__Task statement__
Check every line below for the string "AudioSource", and copy the lines that contain it.
------ Data ------
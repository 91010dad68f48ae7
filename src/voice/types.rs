//! Voice error types.

/// Why a capture (or the transcription of one segment) produced no text
#[derive(Debug, Clone, PartialEq, Eq, thiserror::Error)]
pub enum CaptureError {
    /// Nobody started speaking within the timeout
    #[error("No speech detected before the timeout")]
    Timeout,

    /// Speech was recorded but the decoder could not make words of it
    #[error("Speech was not intelligible")]
    Unintelligible,

    /// The remote decoder could not be reached
    #[error("Speech service unreachable: {0}")]
    Network(String),

    /// The decoder ran but failed
    #[error("Speech decoder failed: {0}")]
    Decoder(String),

    /// The microphone could not be opened or read
    #[error("Microphone unavailable: {0}")]
    Device(String),
}

/// Errors from the microphone stream
#[derive(Debug, thiserror::Error)]
pub enum AudioError {
    #[error("Failed to start recording: {0}")]
    Spawn(std::io::Error),

    #[error("Failed to read audio: {0}")]
    Read(#[from] std::io::Error),
}

impl From<AudioError> for CaptureError {
    fn from(e: AudioError) -> Self {
        CaptureError::Device(e.to_string())
    }
}
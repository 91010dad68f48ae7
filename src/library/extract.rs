//! PDF text extraction using lopdf

use std::path::Path;

use lopdf::Document;
use tracing::{debug, warn};

use super::LibraryError;

/// Extract the text of every page, pages joined with a newline.
///
/// Pages whose content stream cannot be decoded are skipped with a warning;
/// a file that is not a readable PDF at all is an error.
pub fn extract_pdf_text(path: &Path) -> Result<String, LibraryError> {
    let name = display_name(path);
    let doc = Document::load(path).map_err(|e| LibraryError::Extraction {
        name: name.clone(),
        reason: e.to_string(),
    })?;

    let pages = doc.get_pages();
    let mut page_texts = Vec::with_capacity(pages.len());
    for page_num in pages.keys() {
        match doc.extract_text(&[*page_num]) {
            Ok(text) => page_texts.push(text),
            Err(e) => warn!("Skipping page {} of {}: {}", page_num, name, e),
        }
    }

    debug!("Extracted {} pages from {}", page_texts.len(), name);
    Ok(page_texts.join("\n"))
}

fn display_name(path: &Path) -> String {
    path.file_name()
        .map(|n| n.to_string_lossy().into_owned())
        .unwrap_or_else(|| path.display().to_string())
}

#[cfg(test)]
pub(crate) mod tests {
    use super::*;
    use lopdf::content::{Content, Operation};
    use lopdf::{Object, Stream, dictionary};
    use tempfile::tempdir;

    /// Write a one-page PDF with `text` drawn in Courier
    pub(crate) fn write_test_pdf(path: &Path, text: &str) {
        let mut doc = Document::with_version("1.5");
        let pages_id = doc.new_object_id();
        let font_id = doc.add_object(dictionary! {
            "Type" => "Font",
            "Subtype" => "Type1",
            "BaseFont" => "Courier",
        });
        let resources_id = doc.add_object(dictionary! {
            "Font" => dictionary! { "F1" => font_id },
        });
        let content = Content {
            operations: vec![
                Operation::new("BT", vec![]),
                Operation::new("Tf", vec!["F1".into(), 24.into()]),
                Operation::new("Td", vec![72.into(), 700.into()]),
                Operation::new("Tj", vec![Object::string_literal(text)]),
                Operation::new("ET", vec![]),
            ],
        };
        let content_id = doc.add_object(Stream::new(dictionary! {}, content.encode().unwrap()));
        let page_id = doc.add_object(dictionary! {
            "Type" => "Page",
            "Parent" => pages_id,
            "Contents" => content_id,
        });
        let pages = dictionary! {
            "Type" => "Pages",
            "Kids" => vec![page_id.into()],
            "Count" => 1,
            "Resources" => resources_id,
            "MediaBox" => vec![0.into(), 0.into(), 595.into(), 842.into()],
        };
        doc.objects.insert(pages_id, Object::Dictionary(pages));
        let catalog_id = doc.add_object(dictionary! {
            "Type" => "Catalog",
            "Pages" => pages_id,
        });
        doc.trailer.set("Root", catalog_id);
        doc.save(path).unwrap();
    }

    #[test]
    fn test_extracts_text_from_generated_pdf() {
        let dir = tempdir().unwrap();
        let path = dir.path().join("hello.pdf");
        write_test_pdf(&path, "Hello Mesmerizer");

        let text = extract_pdf_text(&path).unwrap();
        assert!(text.contains("Hello Mesmerizer"), "got: {:?}", text);
    }

    #[test]
    fn test_garbage_file_is_extraction_error() {
        let dir = tempdir().unwrap();
        let path = dir.path().join("broken.pdf");
        std::fs::write(&path, b"definitely not a pdf").unwrap();

        let err = extract_pdf_text(&path).unwrap_err();
        assert!(matches!(err, LibraryError::Extraction { ref name, .. } if name == "broken.pdf"));
    }
}
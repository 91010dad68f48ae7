//! GUI Theme: "Night Reader" - dark panels with a violet listening glow
//!
//! Color constants for the Mesmerizer window.

use eframe::egui::Color32;

// ═══════════════════════════════════════════════════════════════════════════
// BACKGROUNDS
// ═══════════════════════════════════════════════════════════════════════════

/// Background: deep slate
pub const BG_PRIMARY: Color32 = Color32::from_rgb(18, 20, 26);
/// Secondary background for panels and the log pane
pub const BG_SECONDARY: Color32 = Color32::from_rgb(26, 29, 38);
/// Hovered / active widgets
pub const BG_HIGHLIGHT: Color32 = Color32::from_rgb(38, 44, 60);

// ═══════════════════════════════════════════════════════════════════════════
// TEXT COLORS
// ═══════════════════════════════════════════════════════════════════════════

pub const TEXT_PRIMARY: Color32 = Color32::from_rgb(228, 230, 240);
pub const TEXT_DIM: Color32 = Color32::from_rgb(160, 165, 185);
pub const TEXT_MUTED: Color32 = Color32::from_rgb(100, 105, 125);

// ═══════════════════════════════════════════════════════════════════════════
// ACCENT COLORS
// ═══════════════════════════════════════════════════════════════════════════

/// Listening pulse and waveform
pub const ACCENT_VIOLET: Color32 = Color32::from_rgb(160, 110, 255);
pub const ACCENT_CYAN: Color32 = Color32::from_rgb(0, 210, 200);
pub const ACCENT_GREEN: Color32 = Color32::from_rgb(80, 220, 120);
pub const ACCENT_RED: Color32 = Color32::from_rgb(255, 90, 90);
pub const ACCENT_YELLOW: Color32 = Color32::from_rgb(255, 200, 60);
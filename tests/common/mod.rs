//! Shared test utilities: scripted voice collaborators and PDF fixtures

#![allow(dead_code)]

use std::collections::VecDeque;
use std::path::{Path, PathBuf};
use std::sync::{Arc, Mutex};
use std::time::Duration;

use lopdf::content::{Content, Operation};
use lopdf::{Document, Object, Stream, dictionary};

use mesmerizer::library::FilePicker;
use mesmerizer::voice::{CaptureError, CommandRecognizer, GateOutcome, Speaker, VoiceIo, WakeSource};

/// Write a one-page PDF with `text` drawn in Courier
pub fn write_pdf(path: &Path, text: &str) {
    let mut doc = Document::with_version("1.5");
    let pages_id = doc.new_object_id();
    let font_id = doc.add_object(dictionary! {
        "Type" => "Font",
        "Subtype" => "Type1",
        "BaseFont" => "Courier",
    });
    let resources_id = doc.add_object(dictionary! {
        "Font" => dictionary! { "F1" => font_id },
    });
    let content = Content {
        operations: vec![
            Operation::new("BT", vec![]),
            Operation::new("Tf", vec!["F1".into(), 18.into()]),
            Operation::new("Td", vec![72.into(), 700.into()]),
            Operation::new("Tj", vec![Object::string_literal(text)]),
            Operation::new("ET", vec![]),
        ],
    };
    let content_id = doc.add_object(Stream::new(
        dictionary! {},
        content.encode().expect("Failed to encode content"),
    ));
    let page_id = doc.add_object(dictionary! {
        "Type" => "Page",
        "Parent" => pages_id,
        "Contents" => content_id,
    });
    let pages = dictionary! {
        "Type" => "Pages",
        "Kids" => vec![page_id.into()],
        "Count" => 1,
        "Resources" => resources_id,
        "MediaBox" => vec![0.into(), 0.into(), 595.into(), 842.into()],
    };
    doc.objects.insert(pages_id, Object::Dictionary(pages));
    let catalog_id = doc.add_object(dictionary! {
        "Type" => "Catalog",
        "Pages" => pages_id,
    });
    doc.trailer.set("Root", catalog_id);
    doc.save(path).expect("Failed to save test PDF");
}

/// Fires a fixed number of times, then closes
pub struct CountedWakes(pub usize);

impl WakeSource for CountedWakes {
    fn wait_for_wake(&mut self) -> GateOutcome {
        if self.0 == 0 {
            return GateOutcome::Closed;
        }
        self.0 -= 1;
        GateOutcome::Fired {
            utterance: "hey mesmerizer".to_string(),
        }
    }
}

/// Records everything said
#[derive(Default)]
pub struct RecordingSpeaker {
    lines: Mutex<Vec<String>>,
}

impl RecordingSpeaker {
    pub fn lines(&self) -> Vec<String> {
        self.lines.lock().unwrap().clone()
    }
}

impl Speaker for RecordingSpeaker {
    fn speak(&self, text: &str) {
        self.lines.lock().unwrap().push(text.to_string());
    }
}

/// Returns scripted captures in order, then times out
pub struct ScriptedCommands(Mutex<VecDeque<Result<String, CaptureError>>>);

impl ScriptedCommands {
    pub fn new(commands: &[&str]) -> Self {
        Self(Mutex::new(
            commands.iter().map(|c| Ok(c.to_string())).collect(),
        ))
    }

    pub fn from_results(results: Vec<Result<String, CaptureError>>) -> Self {
        Self(Mutex::new(results.into()))
    }
}

impl CommandRecognizer for ScriptedCommands {
    fn capture(&self, _timeout: Duration) -> Result<String, CaptureError> {
        self.0
            .lock()
            .unwrap()
            .pop_front()
            .unwrap_or(Err(CaptureError::Timeout))
    }
}

/// Hands out queued paths; `None` once empty (user cancelled)
#[derive(Default)]
pub struct QueuedPicker(Mutex<VecDeque<PathBuf>>);

impl QueuedPicker {
    pub fn with(paths: Vec<PathBuf>) -> Self {
        Self(Mutex::new(paths.into()))
    }
}

impl FilePicker for QueuedPicker {
    fn pick_pdf(&self) -> Option<PathBuf> {
        self.0.lock().unwrap().pop_front()
    }
}

pub fn voice_io(commands: ScriptedCommands) -> (VoiceIo, Arc<RecordingSpeaker>) {
    let speaker = Arc::new(RecordingSpeaker::default());
    (VoiceIo::new(speaker.clone(), Arc::new(commands)), speaker)
}
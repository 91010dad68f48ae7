//! Microphone audio as a stream of fixed-size chunks.

use std::io::{ErrorKind, Read};
use std::process::{Child, ChildStdout};

use tracing::debug;

use super::recording::{start_stream_process, terminate_recording_process};
use super::types::AudioError;

/// A live stream of 16-bit mono samples
pub trait AudioSource: Send {
    fn sample_rate(&self) -> u32;

    /// Block until the next chunk is available; `Ok(None)` once the stream has ended
    fn next_chunk(&mut self) -> Result<Option<Vec<i16>>, AudioError>;
}

/// Something that can open audio streams (the microphone, or a fake in tests)
pub trait AudioInput: Send + Sync {
    fn sample_rate(&self) -> u32;

    fn open(&self, chunk_samples: usize) -> Result<Box<dyn AudioSource>, AudioError>;
}

/// Default microphone via sox
#[derive(Debug, Clone, Copy)]
pub struct MicInput {
    sample_rate: u32,
}

impl MicInput {
    pub fn new(sample_rate: u32) -> Self {
        Self { sample_rate }
    }
}

impl AudioInput for MicInput {
    fn sample_rate(&self) -> u32 {
        self.sample_rate
    }

    fn open(&self, chunk_samples: usize) -> Result<Box<dyn AudioSource>, AudioError> {
        Ok(Box::new(MicStream::open(self.sample_rate, chunk_samples)?))
    }
}

/// A running `rec` process read chunk by chunk. The process is stopped on drop.
pub struct MicStream {
    process: Option<Child>,
    stdout: ChildStdout,
    sample_rate: u32,
    buffer: Vec<u8>,
}

impl MicStream {
    pub fn open(sample_rate: u32, chunk_samples: usize) -> Result<Self, AudioError> {
        let mut process = start_stream_process(sample_rate)?;
        let Some(stdout) = process.stdout.take() else {
            terminate_recording_process(process);
            return Err(AudioError::Spawn(std::io::Error::new(
                ErrorKind::BrokenPipe,
                "recording process has no stdout",
            )));
        };
        debug!("Microphone stream opened at {} Hz", sample_rate);

        Ok(Self {
            process: Some(process),
            stdout,
            sample_rate,
            buffer: vec![0u8; chunk_samples.max(1) * 2],
        })
    }
}

impl AudioSource for MicStream {
    fn sample_rate(&self) -> u32 {
        self.sample_rate
    }

    fn next_chunk(&mut self) -> Result<Option<Vec<i16>>, AudioError> {
        match self.stdout.read_exact(&mut self.buffer) {
            Ok(()) => Ok(Some(decode_le_samples(&self.buffer))),
            Err(e) if e.kind() == ErrorKind::UnexpectedEof => Ok(None),
            Err(e) => Err(AudioError::Read(e)),
        }
    }
}

impl Drop for MicStream {
    fn drop(&mut self) {
        if let Some(process) = self.process.take() {
            terminate_recording_process(process);
        }
    }
}

/// Little-endian byte pairs to samples
pub fn decode_le_samples(bytes: &[u8]) -> Vec<i16> {
    bytes
        .chunks_exact(2)
        .map(|pair| i16::from_le_bytes([pair[0], pair[1]]))
        .collect()
}

/// Root mean square level of a chunk
pub fn rms(samples: &[i16]) -> f32 {
    if samples.is_empty() {
        return 0.0;
    }
    let sum: f64 = samples.iter().map(|&s| (s as f64) * (s as f64)).sum();
    (sum / samples.len() as f64).sqrt() as f32
}

/// Number of chunks covering `secs` seconds (at least one)
pub fn chunks_for(secs: f32, chunk_samples: usize, sample_rate: u32) -> usize {
    let samples = (secs.max(0.0) * sample_rate as f32).ceil() as usize;
    samples.div_ceil(chunk_samples.max(1)).max(1)
}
------
__Response below__
pub trait AudioSource: Send {
    fn open(&self, chunk_samples: usize) -> Result<Box<dyn AudioSource>, AudioError>;
    fn open(&self, chunk_samples: usize) -> Result<Box<dyn AudioSource>, AudioError> {
impl AudioSource for MicStream {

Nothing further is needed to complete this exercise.